Well we're in the Same Boat - so let's see if we can shake one
of these 'power users' up to see if they can give it up.

I just figured out that the whole POSIX::* hierarchy is a
screaming meemee of *.al autoloader files.

GetOpt::Long - you really gotta do the PerlDoc on that one
as it will allow you really cool 'gnuIsh' tricks

        myCoolPerl --file=JoeBob --Bogart=joint,bong,water

Text::ParseWords - saves on ugly lifting in doing 'expects'
like "so what did I get in that response?" sorts of questions
all of which have at least one autoloadable function -

all of which are at risk in your core monitoring system....

DynaLoad is what you need for dynamic loading - and that is
most likely gonna scram any code that calls for a FOO::BAR
module that would need dynamic loading.... because we're
all waiting on the NFS mounts to chill so that we can read
the dynamically - but not locally - mounted portion of the
code to finish the compile time events ....

> But I confess....
>
>  The modules directory is local but mirrored to every system using
> Tivoli.

eg: to the best of your knowledge all the *.al files would be
disk local at that point and not coming in over NFS???
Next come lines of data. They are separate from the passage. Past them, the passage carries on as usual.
fn chat(theme: &Theme, sidebar: &ChatSidebar, messages: &[ChatMessage]) -> VElement {
    let item_style = inline(&[
        ("padding", "8px"),
        ("background", theme.inset.css().as_str()),
        ("border-left", format!("3px solid {}", theme.text.css()).as_str()),
        ("color", theme.text.css().as_str()),
    ]);
    let list = |items: &[String], quoted: bool| {
        el("ul").children(items.iter().map(|item| {
            let label = if quoted { format!("\"{item}\"") } else { item.clone() };
            el("li").prop("style", item_style.as_str()).child(label)
        }))
    };

    let side = styled("div", "asx-chat-sidebar", &[("width", "300px"), ("overflow-y", "auto")])
        .child(heading("h3", theme, theme.accent, "GUIDE"))
        .child(list(&sidebar.guide, false))
        .child(heading("h3", theme, theme.accent, "EXAMPLES"))
        .child(list(&sidebar.examples, true));

    let log = styled("div", "asx-chat-log", &[("flex", "1"), ("overflow-y", "auto")]).children(
        messages.iter().map(|msg| {
            let tone = if msg.role == "system" { theme.warning } else { theme.primary };
            el("div")
                .prop("class", "asx-message")
                .prop("data-role", msg.role.as_str())
                .prop("style", inline(&[("border", format!("2px solid {}", tone.css()).as_str())]))
                .child(heading("div", theme, tone, &msg.role.to_uppercase()))
                .child(body(theme, &msg.content))
        }),
    );

    styled("div", "asx-chat", &[("display", "flex"), ("height", "100%")])
        .child(side)
        .child(el("div").prop("class", "asx-chat-area").child(log))
}

fn scene_info(theme: &Theme, title: &str, info: &[String], controls: &[String]) -> VElement {
    let border = format!("2px solid {}", theme.accent.css());
    let lines = info.iter().map(|line| {
        let (label, value) = line.split_once(':').unwrap_or((line.as_str(), ""));
        el("p")
            .child(el("strong").child(format!("{label}:")))
            .child(format!(" {}", value.trim_start()))
    });
    let mut hints = el("div").prop("class", "asx-controls");
    for (i, hint) in controls.iter().enumerate() {
        if i > 0 {
            hints = hints.child(el("br"));
        }
        hints = hints.child(hint.as_str());
    }

    styled(
        "div",
        "asx-scene-info",
        &[
            ("position", "absolute"),
            ("bottom", "20px"),
            ("left", "20px"),
            ("border", border.as_str()),
            ("min-width", "300px"),
        ],
    )
    .child(heading("h3", theme, theme.accent, title))
    .children(lines)
    .child(hints)
}

fn status_panel(theme: &Theme, title: &str, rows: &[StatusItem]) -> VElement {
    let border = format!("2px solid {}", theme.warning.css());
    styled(
        "div",
        "asx-status",
        &[
            ("position", "absolute"),
            ("top", "80px"),
            ("right", "20px"),
            ("border", border.as_str()),
            ("pointer-events", "none"),
        ],
    )
    .child(heading("h4", theme, theme.warning, title))
    .children(rows.iter().map(|row| {
        let tone = if row.color.as_deref() == Some("success") {
            theme.accent
        } else {
            theme.primary
        };
        el("div")
            .prop("class", "asx-status-row")
            .child(format!("{}: ", row.label))
            .child(
                el("span")
                    .prop("style", inline(&[("color", tone.css().as_str()), ("font-weight", "bold")]))
                    .child(row.value.clone()),
            )
    }))
}

fn diagnostics(theme: &Theme, sections: &[DiagnosticSection]) -> VElement {
    grid("400px", "1400px").children(sections.iter().map(|section| {
        let header = el("div")
            .prop("class", "asx-section-header")
            .child(heading("h2", theme, theme.primary, &section.title))
            .child(el("span").prop("class", "asx-badge").child(section.status.as_str()));
        card(theme, "25px").child(header).children(section.items.iter().map(|item| {
            el("div")
                .prop("class", "asx-diag-item")
                .child(el("div").prop("class", "asx-label").child(item.label.as_str()))
                .child(el("div").prop("class", "asx-value").child(item.value.clone()))
        }))
    }))
}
That would seem to be cool - as long as none of the XS based
code using the *.so and *.bs files - are not gonna hammer you
at run time in the NFS cross mount problem.
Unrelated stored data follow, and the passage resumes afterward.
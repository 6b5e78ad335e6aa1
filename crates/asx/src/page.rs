//! # Page Controller
//!
//! Mounts and unmounts pages of the OS document.
//!
//! ```text
//! mount(key)
//!   ├─ page missing            → PageNotFound (nothing touched)
//!   ├─ hud      → HudLayer::render_hud
//!   ├─ webgl    → RenderBackend::load_scene
//!   ├─ entities → spawned, owned by the page
//!   └─ asx      → named behaviour runs with a PageContext
//!
//! unmount()
//!   unload scene, clear HUD, then drop everything the page registered:
//!   systems, entities, tick/input/event handlers
//! ```
//!
//! Pages never carry executable code. A page names a behaviour that the
//! host registered up front in a [`BehaviourRegistry`].

use std::collections::BTreeMap;

use asx_core::{EntityId, SystemContext, SystemId, SystemResult, World};
use serde_json::Value;
use tracing::{debug, error, info, warn};

use crate::error::{AsxError, AsxResult};
use crate::events::EventEmitter;
use crate::handler::{run_isolated, HandlerContext, HandlerId};
use crate::hud::HudLayer;
use crate::input::InputDispatcher;
use crate::os::OsDocument;
use crate::renderer::RenderBackend;
use crate::storage::KeyValueStore;
use crate::tick::{TickHandlers, TickInfo};

/// A page behaviour.
pub type Behaviour = Box<dyn Fn(&mut PageContext<'_>) -> AsxResult<()>>;

/// Behaviours by name.
#[derive(Default)]
pub struct BehaviourRegistry {
    behaviours: BTreeMap<String, Behaviour>,
}

impl BehaviourRegistry {
    /// Creates an empty registry.
    #[must_use]
    pub fn new() -> Self {
        Self::default()
    }

    /// Registers (or replaces) a behaviour.
    pub fn register<F>(&mut self, name: impl Into<String>, behaviour: F) -> &mut Self
    where
        F: Fn(&mut PageContext<'_>) -> AsxResult<()> + 'static,
    {
        self.behaviours.insert(name.into(), Box::new(behaviour));
        self
    }

    /// Looks up a behaviour.
    #[must_use]
    pub fn get(&self, name: &str) -> Option<&Behaviour> {
        self.behaviours.get(name)
    }

    /// Registered names, sorted.
    #[must_use]
    pub fn names(&self) -> Vec<&str> {
        self.behaviours.keys().map(String::as_str).collect()
    }
}

impl std::fmt::Debug for BehaviourRegistry {
    fn fmt(&self, f: &mut std::fmt::Formatter<'_>) -> std::fmt::Result {
        f.debug_list().entries(self.behaviours.keys()).finish()
    }
}

/// Everything a page registered, released on unmount.
#[derive(Debug, Default)]
struct PageScope {
    systems: Vec<SystemId>,
    entities: Vec<EntityId>,
    ticks: Vec<HandlerId>,
    inputs: Vec<HandlerId>,
    events: Vec<HandlerId>,
}

impl PageScope {
    fn release(&mut self, host: &mut PageHost<'_>) {
        let systems = self.systems.drain(..).filter(|&id| host.world.unregister_system(id)).count();
        let entities = self.entities.drain(..).filter(|&id| host.world.destroy_entity(id)).count();
        for id in self.ticks.drain(..) {
            host.ticks.remove(id);
        }
        for id in self.inputs.drain(..) {
            host.input.remove(id);
        }
        for id in self.events.drain(..) {
            host.events.remove(id);
        }
        debug!(systems, entities, "page scope released");
    }
}

/// The runtime parts a page touches while mounting and unmounting.
pub struct PageHost<'a> {
    /// The simulation.
    pub world: &'a mut World,
    /// HUD surface.
    pub hud: &'a mut HudLayer,
    /// Render backend.
    pub renderer: &'a mut dyn RenderBackend,
    /// Input handlers.
    pub input: &'a mut InputDispatcher,
    /// Tick handlers.
    pub ticks: &'a mut TickHandlers,
    /// Application events.
    pub events: &'a mut EventEmitter,
    /// Key-value storage.
    pub storage: &'a KeyValueStore,
}

/// Handed to a behaviour while its page mounts.
///
/// Registrations made through the context belong to the page and are
/// released when it unmounts. Direct `world` access is not tracked.
pub struct PageContext<'a> {
    page: &'a str,
    data: &'a Value,
    /// The simulation.
    pub world: &'a mut World,
    /// Key-value storage.
    pub storage: &'a KeyValueStore,
    events: &'a mut EventEmitter,
    input: &'a mut InputDispatcher,
    ticks: &'a mut TickHandlers,
    scope: &'a mut PageScope,
}

impl PageContext<'_> {
    /// Key of the page being mounted.
    #[must_use]
    pub fn page(&self) -> &str {
        self.page
    }

    /// The page's `asx.data` value.
    #[must_use]
    pub fn data(&self) -> &Value {
        self.data
    }

    /// Creates an entity owned by the page.
    pub fn spawn(&mut self) -> EntityId {
        let id = self.world.create_entity();
        self.scope.entities.push(id);
        id
    }

    /// Registers a system owned by the page.
    pub fn register_system<F>(&mut self, name: &'static str, order: i32, system: F) -> SystemId
    where
        F: FnMut(&mut SystemContext<'_>) -> SystemResult + 'static,
    {
        let id = self.world.register_system(name, order, system);
        self.scope.systems.push(id);
        id
    }

    /// Registers a tick handler owned by the page.
    pub fn on_tick<F>(&mut self, handler: F) -> HandlerId
    where
        F: FnMut(&mut HandlerContext<'_>, TickInfo) -> AsxResult<()> + 'static,
    {
        let id = self.ticks.on_tick(handler);
        self.scope.ticks.push(id);
        id
    }

    /// Registers an input handler owned by the page.
    pub fn on_input<F>(&mut self, name: impl Into<String>, handler: F) -> HandlerId
    where
        F: FnMut(&mut HandlerContext<'_>, &[Value]) -> AsxResult<()> + 'static,
    {
        let id = self.input.on_input(name, handler);
        self.scope.inputs.push(id);
        id
    }

    /// Subscribes to an application event for the page's lifetime.
    pub fn on<F>(&mut self, event: impl Into<String>, handler: F) -> HandlerId
    where
        F: FnMut(&Value) -> AsxResult<()> + 'static,
    {
        let id = self.events.on(event, handler);
        self.scope.events.push(id);
        id
    }

    /// Emits an application event.
    pub fn emit(&mut self, event: &str, payload: &Value) -> usize {
        self.events.emit(event, payload)
    }
}

/// Tracks the mounted page and what it owns.
#[derive(Debug, Default)]
pub struct PageController {
    behaviours: BehaviourRegistry,
    current: Option<String>,
    scope: PageScope,
}

impl PageController {
    /// Creates a controller over a behaviour registry.
    #[must_use]
    pub fn new(behaviours: BehaviourRegistry) -> Self {
        Self {
            behaviours,
            ..Self::default()
        }
    }

    /// Key of the mounted page.
    #[must_use]
    pub fn current(&self) -> Option<&str> {
        self.current.as_deref()
    }

    /// Registered behaviours.
    #[must_use]
    pub fn behaviours(&self) -> &BehaviourRegistry {
        &self.behaviours
    }

    /// Mounts the page stored under `key`.
    ///
    /// Anything registered before a failure stays owned by the page scope
    /// and is released by the next [`unmount`](Self::unmount).
    ///
    /// # Errors
    ///
    /// - [`AsxError::PageNotFound`] if the document has no such page
    /// - [`AsxError::BehaviourNotFound`] if the page names an unknown behaviour
    /// - [`AsxError::Ui`] if the HUD cannot be rendered
    /// - whatever the behaviour returns, or [`AsxError::Panicked`]
    pub fn mount(&mut self, key: &str, os: &OsDocument, host: &mut PageHost<'_>) -> AsxResult<()> {
        let page = os.page(key).ok_or_else(|| AsxError::PageNotFound(key.to_string()))?;

        if let Some(hud) = &page.hud {
            host.hud.render_hud(hud)?;
        }
        if let Some(scene) = &page.webgl {
            host.renderer.load_scene(scene);
        }
        for spec in &page.entities {
            let id = spec.spawn(host.world);
            self.scope.entities.push(id);
        }

        if let Some(script) = &page.asx {
            if let Some(name) = &script.behaviour {
                let behaviour = self
                    .behaviours
                    .get(name)
                    .ok_or_else(|| AsxError::BehaviourNotFound(name.clone()))?;
                let mut ctx = PageContext {
                    page: key,
                    data: &script.data,
                    world: host.world,
                    storage: host.storage,
                    events: host.events,
                    input: host.input,
                    ticks: host.ticks,
                    scope: &mut self.scope,
                };
                run_isolated(|| behaviour(&mut ctx))?;
            } else if script.inline.is_some() {
                warn!(page = key, "inline page scripts are not executed; name a behaviour instead");
            }
        }

        self.current = Some(key.to_string());
        info!(page = key, "page mounted");
        Ok(())
    }

    /// Unloads the scene, clears the HUD and releases everything the
    /// current page registered.
    pub fn unmount(&mut self, host: &mut PageHost<'_>) {
        host.renderer.unload();
        if let Err(err) = host.hud.clear() {
            warn!(error = %err, "hud could not be cleared");
        }
        self.scope.release(host);
        if let Some(page) = self.current.take() {
            debug!(page = %page, "page unmounted");
        }
    }

    /// Unmounts the current page, resolves `path` and mounts the result.
    ///
    /// On failure the HUD shows the error view and the error is returned.
    ///
    /// # Errors
    ///
    /// As [`mount`](Self::mount).
    pub fn navigate(&mut self, path: &str, os: &OsDocument, host: &mut PageHost<'_>) -> AsxResult<String> {
        self.unmount(host);
        let key = os.route_to_key(path).to_string();
        match self.mount(&key, os, host) {
            Ok(()) => Ok(key),
            Err(err) => {
                error!(route = path, page = %key, error = %err, "page failed to mount");
                if let Err(ui) = host.hud.show_error(&err.to_string()) {
                    error!(error = %ui, "error view could not be shown");
                }
                Err(err)
            }
        }
    }
}

#[cfg(test)]
mod tests {
    use super::*;
    use crate::renderer::SceneRenderer;
    use asx_core::{Transform, Velocity};

    struct Parts {
        world: World,
        hud: HudLayer,
        renderer: SceneRenderer,
        input: InputDispatcher,
        ticks: TickHandlers,
        events: EventEmitter,
        storage: KeyValueStore,
    }

    impl Parts {
        fn new() -> Self {
            Self {
                world: World::new(),
                hud: HudLayer::new(),
                renderer: SceneRenderer::new(),
                input: InputDispatcher::new(),
                ticks: TickHandlers::new(),
                events: EventEmitter::new(),
                storage: KeyValueStore::in_memory("t:"),
            }
        }

        fn host(&mut self) -> PageHost<'_> {
            PageHost {
                world: &mut self.world,
                hud: &mut self.hud,
                renderer: &mut self.renderer,
                input: &mut self.input,
                ticks: &mut self.ticks,
                events: &mut self.events,
                storage: &self.storage,
            }
        }
    }

    fn document() -> OsDocument {
        OsDocument::from_json_str(
            r#"{
                "meta": { "boot": "home" },
                "routes": { "/": "home", "/game": "game", "/broken": "broken" },
                "pages": {
                    "home": { "hud": { "content": { "type": "menu", "items": [
                        { "title": "Play", "link": "/game" } ] } } },
                    "game": {
                        "webgl": { "scene": "space" },
                        "asx": { "behaviour": "game", "data": { "speed": 4 } },
                        "entities": [ { "transform": { "x": 0, "y": 0 } } ]
                    },
                    "broken": { "asx": { "behaviour": "missing" } }
                }
            }"#,
        )
        .unwrap()
    }

    fn registry() -> BehaviourRegistry {
        let mut registry = BehaviourRegistry::new();
        registry.register("game", |ctx| {
            let speed = ctx.data()["speed"].as_f64().unwrap_or(1.0) as f32;
            let ship = ctx.spawn();
            ctx.world.insert(ship, Transform::new(0.0, 0.0));
            ctx.world.insert(ship, Velocity::new(speed, 0.0));
            ctx.register_system("drift", 5, |_| Ok(()));
            ctx.on_tick(|_, _| Ok(()));
            ctx.on_input("fire", |_, _| Ok(()));
            ctx.on("score", |_| Ok(()));
            Ok(())
        });
        registry
    }

    #[test]
    fn test_mount_runs_every_section() {
        let os = document();
        let mut parts = Parts::new();
        let mut pages = PageController::new(registry());

        pages.mount("game", &os, &mut parts.host()).unwrap();
        assert_eq!(pages.current(), Some("game"));
        assert!(parts.renderer.has_scene());
        assert_eq!(parts.world.entity_count(), 2);
        assert_eq!(parts.world.systems().names(), vec!["drift"]);
        assert_eq!(parts.ticks.len(), 1);
        assert!(parts.input.has_handler("fire"));
        assert_eq!(parts.events.handler_count("score"), 1);
    }

    #[test]
    fn test_unmount_releases_page_scope() {
        let os = document();
        let mut parts = Parts::new();
        let mut pages = PageController::new(registry());
        let survivor = parts.world.create_entity();

        pages.mount("game", &os, &mut parts.host()).unwrap();
        pages.unmount(&mut parts.host());

        assert_eq!(pages.current(), None);
        assert!(!parts.renderer.has_scene());
        assert!(parts.hud.is_empty());
        assert_eq!(parts.world.entities().collect::<Vec<_>>(), vec![survivor]);
        assert!(parts.world.systems().is_empty());
        assert!(parts.ticks.is_empty());
        assert!(!parts.input.has_handler("fire"));
        assert_eq!(parts.events.handler_count("score"), 0);
    }

    #[test]
    fn test_missing_page_fails_fast() {
        let os = document();
        let mut parts = Parts::new();
        let mut pages = PageController::new(registry());
        let err = pages.mount("nowhere", &os, &mut parts.host()).unwrap_err();
        assert!(matches!(err, AsxError::PageNotFound(ref k) if k == "nowhere"));
        assert!(parts.hud.is_empty());
        assert_eq!(pages.current(), None);
    }

    #[test]
    fn test_navigate_failure_shows_error_view() {
        let os = document();
        let mut parts = Parts::new();
        let mut pages = PageController::new(registry());

        assert_eq!(pages.navigate("/", &os, &mut parts.host()).unwrap(), "home");
        assert!(parts.hud.text().contains("Play"));

        let err = pages.navigate("/broken", &os, &mut parts.host()).unwrap_err();
        assert!(matches!(err, AsxError::BehaviourNotFound(_)));
        assert!(parts.hud.text().contains("ERROR"));
        assert!(parts.hud.text().contains("Behaviour not found: missing"));
        assert_eq!(pages.current(), None);
    }

    #[test]
    fn test_unknown_route_falls_back_to_boot() {
        let os = document();
        let mut parts = Parts::new();
        let mut pages = PageController::new(registry());
        assert_eq!(pages.navigate("/does-not-exist", &os, &mut parts.host()).unwrap(), "home");
    }

    #[test]
    fn test_behaviour_panic_is_reported() {
        let mut registry = BehaviourRegistry::new();
        registry.register("bad", |_| panic!("behaviour exploded"));
        let os = OsDocument::from_json_str(r#"{"pages": {"p": {"asx": {"behaviour": "bad"}}}}"#).unwrap();
        let mut parts = Parts::new();
        let mut pages = PageController::new(registry);

        let err = pages.mount("p", &os, &mut parts.host()).unwrap_err();
        assert_eq!(err.to_string(), "handler panicked: behaviour exploded");
    }
}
> My Master needs to have source for NT, Solaris, Linux and OSF. I
> already know that my destination host is of type Solaris but It would
> take a little more work to figure out rev so I just push Solaris
> Modules. Until now there hasn't been a need to split them up.

the AutoSplit is what I am worrying about - and trying to go
to an nfs based solution may be putting you at risk.
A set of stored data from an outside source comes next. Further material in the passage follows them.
//! Per-frame tick handlers, run after the world pass.

use tracing::warn;

use crate::error::AsxResult;
use crate::handler::{run_isolated, HandlerContext, HandlerId, HandlerIds};

/// Timing handed to tick handlers.
#[derive(Debug, Clone, Copy, Default, PartialEq)]
pub struct TickInfo {
    /// Milliseconds since the previous frame, unclamped.
    pub delta_ms: f64,
    /// Frame number, starting at 1.
    pub frame: u64,
    /// Host timestamp of this frame.
    pub time_ms: f64,
}

/// Tick handler signature.
pub type TickHandler = Box<dyn FnMut(&mut HandlerContext<'_>, TickInfo) -> AsxResult<()>>;

/// Ordered tick handlers.
#[derive(Default)]
pub struct TickHandlers {
    handlers: Vec<(HandlerId, TickHandler)>,
    ids: HandlerIds,
}

impl TickHandlers {
    /// Creates an empty list.
    #[must_use]
    pub fn new() -> Self {
        Self::default()
    }

    /// Appends a handler.
    pub fn on_tick<F>(&mut self, handler: F) -> HandlerId
    where
        F: FnMut(&mut HandlerContext<'_>, TickInfo) -> AsxResult<()> + 'static,
    {
        let id = self.ids.next();
        self.handlers.push((id, Box::new(handler)));
        id
    }

    /// Removes a handler.
    pub fn remove(&mut self, id: HandlerId) -> bool {
        let before = self.handlers.len();
        self.handlers.retain(|(h, _)| *h != id);
        self.handlers.len() != before
    }

    /// Number of handlers.
    #[must_use]
    pub fn len(&self) -> usize {
        self.handlers.len()
    }

    /// True when no handler is registered.
    #[must_use]
    pub fn is_empty(&self) -> bool {
        self.handlers.is_empty()
    }

    /// Runs every handler in registration order.
    ///
    /// # Returns
    ///
    /// Number of handlers that failed.
    pub fn run(&mut self, ctx: &mut HandlerContext<'_>, info: TickInfo) -> usize {
        let mut failures = 0;
        for (id, handler) in &mut self.handlers {
            if let Err(err) = run_isolated(|| handler(ctx, info)) {
                warn!(handler = %id, frame = info.frame, error = %err, "tick handler failed");
                failures += 1;
            }
        }
        failures
    }
}

impl std::fmt::Debug for TickHandlers {
    fn fmt(&self, f: &mut std::fmt::Formatter<'_>) -> std::fmt::Result {
        f.debug_struct("TickHandlers").field("len", &self.handlers.len()).finish()
    }
}
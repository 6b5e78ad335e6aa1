//! # Patch Benchmarks
//!
//! 1. Initial mount of a list
//! 2. Re-patching an identical list (the per-frame steady state)
//! 3. Re-patching with one changed text leaf
//! 4. Rendering and patching a store HUD

#![allow(missing_docs)]

use asx_ui::hud::{HudContent, Product};
use asx_ui::{el, render, DomSurface, TreeReconciler, VNode};
use criterion::{black_box, criterion_group, criterion_main, BenchmarkId, Criterion};

const SIZES: [usize; 3] = [10, 100, 1_000];

fn list(len: usize, marker: usize) -> VNode {
    el("ul")
        .prop("class", "rows")
        .children((0..len).map(|i| {
            let label = if i == marker { format!("row {i}*") } else { format!("row {i}") };
            el("li").prop("data-i", i as i64).child(label)
        }))
        .into()
}

fn mounted(tree: &VNode) -> (DomSurface, TreeReconciler) {
    let mut dom = DomSurface::default();
    let mut rec = TreeReconciler::new(dom.root());
    let _ = rec.patch(&mut dom, tree.clone());
    (dom, rec)
}

fn bench_mount(c: &mut Criterion) {
    let mut group = c.benchmark_group("mount_list");
    for len in SIZES {
        let tree = list(len, usize::MAX);
        group.bench_with_input(BenchmarkId::from_parameter(len), &tree, |b, tree| {
            b.iter(|| black_box(mounted(tree).0.node_count()));
        });
    }
    group.finish();
}

fn bench_steady_state(c: &mut Criterion) {
    let mut group = c.benchmark_group("patch_identical");
    for len in SIZES {
        let tree = list(len, usize::MAX);
        let (mut dom, mut rec) = mounted(&tree);
        group.bench_with_input(BenchmarkId::from_parameter(len), &tree, |b, tree| {
            b.iter(|| black_box(rec.patch(&mut dom, tree.clone())));
        });
    }
    group.finish();
}

fn bench_single_change(c: &mut Criterion) {
    let mut group = c.benchmark_group("patch_one_text");
    for len in SIZES {
        let trees = [list(len, len / 2), list(len, usize::MAX)];
        let (mut dom, mut rec) = mounted(&trees[1]);
        let mut flip = 0;
        group.bench_function(BenchmarkId::from_parameter(len), |b| {
            b.iter(|| {
                flip ^= 1;
                black_box(rec.patch(&mut dom, trees[flip].clone()))
            });
        });
    }
    group.finish();
}

fn bench_store_hud(c: &mut Criterion) {
    let content = HudContent::Store {
        hero: None,
        products: (0..24_i32)
            .map(|i| Product {
                id: i.into(),
                name: format!("Item {i}"),
                description: "Standard issue".into(),
                icon: "#".into(),
                price: f64::from(i) * 1.25,
            })
            .collect(),
    };
    let (mut dom, mut rec) = mounted(&render(&content));
    c.bench_function("render_and_patch_store", |b| {
        b.iter(|| black_box(rec.patch(&mut dom, render(&content))));
    });
}

criterion_group!(benches, bench_mount, bench_steady_state, bench_single_change, bench_store_hud);
criterion_main!(benches);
dude scope out Config - way makes life simpler on knowing what
the version of Perl Thinks is the reality - cf:

        http://www.wetware.com/drieux/CS/Proj/PID/

if you want to see that in use for articulating the distinctions
in say commandline arguments to ps for linux/solaris/darwin....

ciao
drieux

---

remember boys and girls for the price of a 600M hard drive
back in 1990 you could only buy two AK-47's on the california
legal market.... { 12 in subsaharan markets }

Now you can't find either AK's or 600M hard drives -
but for the price of a 80Gig hard drive you could,
if you were in the subsaharan market pick up 2 way used AK-47's.

And to think - AK's are holding value better than hard drives.